▶ **What to work on**
In the data below, which lines contain "await"? List them by copying each one.

------ Material to process

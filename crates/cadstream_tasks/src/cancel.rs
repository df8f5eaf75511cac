//! Cooperative cancellation

use std::sync::Arc;
use tokio::sync::watch;

/// Shared cancellation flag
///
/// Cancelling never interrupts running work; holders check the flag at their
/// own suspension points or wait on [`CancelToken::cancelled`].
#[derive(Clone, Debug)]
pub struct CancelToken {
    flag: Arc<watch::Sender<bool>>,
}

impl CancelToken {
    /// Create a new, uncancelled token
    pub fn new() -> Self {
        let (flag, _) = watch::channel(false);
        Self { flag: Arc::new(flag) }
    }

    /// Mark as cancelled; returns false if already cancelled
    pub fn cancel(&self) -> bool {
        !self.flag.send_replace(true)
    }

    /// Check the flag
    pub fn is_cancelled(&self) -> bool {
        *self.flag.borrow()
    }

    /// Wait until cancelled
    pub async fn cancelled(&self) {
        let mut rx = self.flag.subscribe();
        let _ = rx.wait_for(|cancelled| *cancelled).await;
    }
}

impl Default for CancelToken {
    fn default() -> Self {
        Self::new()
    }
}

#[cfg(test)]
mod tests {
    use super::*;

    #[test]
    fn test_cancel_once() {
        let token = CancelToken::new();
        let clone = token.clone();
        assert!(!clone.is_cancelled());
        assert!(token.cancel());
        assert!(!token.cancel());
        assert!(clone.is_cancelled());
    }

    #[tokio::test]
    async fn test_wait_for_cancel() {
        let token = CancelToken::new();
        let waiter = {
            let token = token.clone();
            tokio::spawn(async move { token.cancelled().await })
        };
        tokio::task::yield_now().await;
        token.cancel();
        waiter.await.unwrap();

        // Already cancelled tokens resolve immediately
        token.cancelled().await;
    }
}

------------

▶ **Task result**
        let _ = rx.wait_for(|cancelled| *cancelled).await;
            tokio::spawn(async move { token.cancelled().await })
        tokio::task::yield_now().await;
        waiter.await.unwrap();
        token.cancelled().await;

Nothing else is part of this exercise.